Abstract

The “direct” transfer of a nucleon in stripping and pick-up reactions is a more complicated process than suggested by the picture of insertion of the nucleon into a single-particle well; for an accurate evaluation of the form factors one should take into account configuration mixing in the target and residual nuclei. Form-factor equations, previously derived by Pinkston and Satchler and by Berggren, are rederived by an alternative variational method. A general method for practical calculations of form factors by solving these equations is given. The method can be regarded as a one-step iteration of the form factor equations in which the inhomogeneous term is approximated from the usual shell-model calculation. Such “structure-stripping” calculations are performed for 58Ni, 57Ni and the resulting form factors are used to study ( p, d) and ( d, t) reactions on 58Ni.
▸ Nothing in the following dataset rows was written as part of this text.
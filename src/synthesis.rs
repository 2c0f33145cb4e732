use chrono::{DateTime, SecondsFormat, Utc};

use crate::{
    accumulator::{PendingRequest, RequestBody},
    entry::{
        DEFAULT_MIME_TYPE, EntryNetwork, EntryRequest, EntryResponse, FinalizedEntry,
        essence_mime_type, header_value,
    },
};

pub const BODY_NOT_CAPTURED_PLACEHOLDER: &str =
    "<body not captured by the capture layer; see the reconciled log>";

#[derive(Debug, Clone, Copy, Default, PartialEq, Eq)]
pub struct SynthesisOptions {
    /// The capture platform drops POST bodies without reporting an error.
    pub platform_omits_post_bodies: bool,
}

/// Builds the finalized entry for a request that reached a terminal event.
///
/// Total over every record the accumulator can hold: missing lifecycle data
/// falls back to empty headers, zero sizes and a zero status.
pub fn synthesize(pending: &PendingRequest, options: &SynthesisOptions) -> FinalizedEntry {
    let request_headers = pending.request_headers.clone().unwrap_or_default();
    let response_headers = pending.response_headers.clone().unwrap_or_default();

    let content_size = header_value(&response_headers, "content-length")
        .and_then(|value| value.trim().parse::<u64>().ok())
        .unwrap_or(0);

    let (body_text, body_size) = match pending.request_body.as_ref() {
        Some(body) => decode_request_body(body),
        None if options.platform_omits_post_bodies
            && pending.method.eq_ignore_ascii_case("POST") =>
        {
            (Some(BODY_NOT_CAPTURED_PLACEHOLDER.to_owned()), 0)
        }
        None => (None, 0),
    };

    let mime_type = header_value(&request_headers, "content-type")
        .and_then(essence_mime_type)
        .unwrap_or(DEFAULT_MIME_TYPE)
        .to_owned();

    FinalizedEntry {
        started_at: format_started_at(pending.start_ms),
        elapsed_ms: elapsed_ms(pending.start_ms, pending.end_ms),
        request: EntryRequest {
            method: pending.method.clone(),
            url: pending.url.clone(),
            headers: request_headers,
            body_size,
            body_text,
            mime_type,
        },
        response: EntryResponse {
            status: pending.status_code.unwrap_or(0),
            status_text: pending.status_line.clone().unwrap_or_default(),
            headers: response_headers,
            content_size,
            content_text: String::new(),
        },
        network: EntryNetwork {
            server_ip: pending.server_ip.clone().unwrap_or_default(),
            from_cache: pending.from_cache,
            error: pending.transport_error.clone(),
        },
        initiator_type: pending.resource_type.clone(),
    }
}

/// ISO-8601 UTC with millisecond precision; out-of-range inputs clamp to the epoch.
pub fn format_started_at(start_ms: f64) -> String {
    let millis = if start_ms.is_finite() {
        start_ms.round() as i64
    } else {
        0
    };
    DateTime::<Utc>::from_timestamp_millis(millis)
        .unwrap_or(DateTime::<Utc>::UNIX_EPOCH)
        .to_rfc3339_opts(SecondsFormat::Millis, true)
}

fn elapsed_ms(start_ms: f64, end_ms: Option<f64>) -> f64 {
    match end_ms {
        Some(end_ms) if (end_ms - start_ms).is_finite() => (end_ms - start_ms).max(0.0),
        _ => 0.0,
    }
}

fn decode_request_body(body: &RequestBody) -> (Option<String>, u64) {
    if let Some(segments) = body.raw.as_ref() {
        let bytes: Vec<u8> = segments
            .iter()
            .filter_map(|segment| segment.bytes.as_deref())
            .flatten()
            .copied()
            .collect();
        let size = bytes.len() as u64;
        return (Some(String::from_utf8_lossy(&bytes).into_owned()), size);
    }

    if let Some(form_data) = body.form_data.as_ref() {
        return match serde_json::to_string(form_data) {
            Ok(text) => {
                let size = text.len() as u64;
                (Some(text), size)
            }
            Err(err) => {
                tracing::warn!("serialize form data for request body: {err}");
                (None, 0)
            }
        };
    }

    (None, 0)
}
In the ( p, d) calculations a somewhat improved fit is obtained for the angular distribution for the f 5 2 pick-up to the 0.78- MeV( 5 2− ) state of 57Ni. The remaining discrepancy between theory and experiment shows that effects other than those relating to the form factor must also be examined to explain the observed angular distribution. The 58Ni( d, t) 57Ni calculation for the f 5 2 pick-up indicates that the spectroscopic factor obtained by using the conventional “well-depth” (or “separation-energy”) prescription for the form factor can be in error by as much as 50 %. A simpler phenomenological method to generate form factors is also given. This method uses the same Saxon-Woods parameters ( V 0, R 0, a, V s0 ) for calculating all form factors for transitions between two given nuclei, and, at the same time, insures a correct tail (governed by the actual separation energy) for each form factor. This method is of restricted applicability.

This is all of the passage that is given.